• **WHAT IS REQUIRED**
Please return every line in the entries below with the word "Clone" in it.

Dataset excerpts
##############################
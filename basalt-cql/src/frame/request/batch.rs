use crate::frame::frame_errors::ParseError;
use crate::frame::request::{RequestOpcode, SerializableRequest};
use crate::frame::types::{self, SerialConsistency};
use crate::frame::value::SerializedValues;
use crate::frame::ProtocolVersion;
use bytes::{Buf, BufMut};
use std::borrow::Cow;
use std::convert::TryInto;

// Batch flags (v3+)
const FLAG_WITH_SERIAL_CONSISTENCY: u8 = 0x10;
const FLAG_WITH_DEFAULT_TIMESTAMP: u8 = 0x20;
const ALL_FLAGS: u8 = FLAG_WITH_SERIAL_CONSISTENCY | FLAG_WITH_DEFAULT_TIMESTAMP;

/// BATCH - executes a list of unprepared and/or prepared statements as one
/// unit.
pub struct Batch<'b> {
    pub statements: Cow<'b, [BatchStatement<'b>]>,
    pub batch_type: BatchType,
    pub consistency: types::Consistency,
    pub serial_consistency: Option<SerialConsistency>,
    pub timestamp: Option<i64>,
    pub values: Vec<SerializedValues>,
}

/// The type of a batch.
#[derive(Clone, Copy, Debug, Default, PartialEq, Eq)]
#[repr(u8)]
pub enum BatchType {
    #[default]
    Logged = 0,
    Unlogged = 1,
    Counter = 2,
}

#[derive(Debug, Clone, PartialEq, Eq)]
pub enum BatchStatement<'a> {
    Query { text: Cow<'a, str> },
    Prepared { id: Cow<'a, [u8]> },
}

impl BatchStatement<'_> {
    fn serialize(&self, buf: &mut impl BufMut) -> Result<(), ParseError> {
        match self {
            BatchStatement::Query { text } => {
                buf.put_u8(0);
                types::write_long_string(text, buf)?;
            }
            BatchStatement::Prepared { id } => {
                buf.put_u8(1);
                types::write_short_bytes(id, buf)?;
            }
        }
        Ok(())
    }

    fn deserialize(buf: &mut &[u8]) -> Result<Self, ParseError> {
        let kind = buf.get_u8();
        match kind {
            0 => {
                let text = Cow::Owned(types::read_long_string(buf)?.to_owned());
                Ok(BatchStatement::Query { text })
            }
            1 => {
                let id = types::read_short_bytes(buf)?.to_vec().into();
                Ok(BatchStatement::Prepared { id })
            }
            _ => Err(ParseError::BadIncomingData(format!(
                "Unexpected batch statement kind: {}",
                kind
            ))),
        }
    }
}

impl SerializableRequest for Batch<'_> {
    const OPCODE: RequestOpcode = RequestOpcode::Batch;

    fn serialize(&self, version: ProtocolVersion, buf: &mut Vec<u8>) -> Result<(), ParseError> {
        if self.timestamp.is_some() && !version.supports_default_timestamp() {
            return Err(ParseError::TimestampOnOldProtocol(version));
        }
        for values in self.values.iter() {
            if values.contains_unset() && !version.supports_unset_values() {
                return Err(ParseError::UnsetValueOnOldProtocol(version));
            }
        }
        if self.statements.len() != self.values.len() {
            return Err(ParseError::BadDataToSerialize(format!(
                "Batch has {} statements but {} value lists",
                self.statements.len(),
                self.values.len()
            )));
        }

        buf.put_u8(self.batch_type as u8);

        let statements_count: u16 = self.statements.len().try_into().map_err(|_| {
            ParseError::BadDataToSerialize(format!(
                "Batch has too many statements: {}",
                self.statements.len()
            ))
        })?;
        buf.put_u16(statements_count);

        for (statement, values) in self.statements.iter().zip(self.values.iter()) {
            statement.serialize(buf)?;
            values.write_to_request(buf);
        }

        types::write_consistency(self.consistency, buf);

        // v2 BATCH ends right after the consistency.
        if version == ProtocolVersion::V2 {
            return Ok(());
        }

        let mut flags = 0;
        if self.serial_consistency.is_some() {
            flags |= FLAG_WITH_SERIAL_CONSISTENCY;
        }
        if self.timestamp.is_some() {
            flags |= FLAG_WITH_DEFAULT_TIMESTAMP;
        }

        buf.put_u8(flags);

        if let Some(serial_consistency) = self.serial_consistency {
            types::write_serial_consistency(serial_consistency, buf);
        }
        if let Some(timestamp) = self.timestamp {
            types::write_long(timestamp, buf);
        }

        Ok(())
    }
}

impl Batch<'_> {
    /// Counterpart of [SerializableRequest::serialize], used in tests.
    pub fn deserialize(version: ProtocolVersion, buf: &mut &[u8]) -> Result<Self, ParseError> {
        let batch_type = match buf.get_u8() {
            0 => BatchType::Logged,
            1 => BatchType::Unlogged,
            2 => BatchType::Counter,
            other => {
                return Err(ParseError::BadIncomingData(format!(
                    "Bad batch type: {}",
                    other
                )))
            }
        };

        let statements_count: usize = types::read_short(buf)?.into();
        let mut statements = Vec::with_capacity(statements_count);
        let mut values = Vec::with_capacity(statements_count);
        for _ in 0..statements_count {
            statements.push(BatchStatement::deserialize(buf)?);
            values.push(SerializedValues::new_from_frame(buf)?);
        }

        let consistency = types::read_consistency(buf)?;

        if version == ProtocolVersion::V2 {
            return Ok(Self {
                statements: Cow::Owned(statements),
                batch_type,
                consistency,
                serial_consistency: None,
                timestamp: None,
                values,
            });
        }

        let flags = buf.get_u8();
        let unknown_flags = flags & (!ALL_FLAGS);
        if unknown_flags != 0 {
            return Err(ParseError::BadIncomingData(format!(
                "Specified flags are not recognised: {:02x}",
                unknown_flags
            )));
        }
        let serial_consistency_flag = (flags & FLAG_WITH_SERIAL_CONSISTENCY) != 0;
        let default_timestamp_flag = (flags & FLAG_WITH_DEFAULT_TIMESTAMP) != 0;

        let serial_consistency = serial_consistency_flag
            .then(|| types::read_consistency(buf))
            .transpose()?
            .map(|consistency| {
                SerialConsistency::try_from(consistency).map_err(|err| {
                    ParseError::BadIncomingData(format!(
                        "Expected SerialConsistency, got regular Consistency: {err}"
                    ))
                })
            })
            .transpose()?;
        let timestamp = default_timestamp_flag
            .then(|| types::read_long(buf))
            .transpose()?;

        Ok(Self {
            statements: Cow::Owned(statements),
            batch_type,
            consistency,
            serial_consistency,
            timestamp,
            values,
        })
    }
}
##############################
• **RESPONSE AREA**
#[derive(Clone, Copy, Debug, Default, PartialEq, Eq)]
#[derive(Debug, Clone, PartialEq, Eq)]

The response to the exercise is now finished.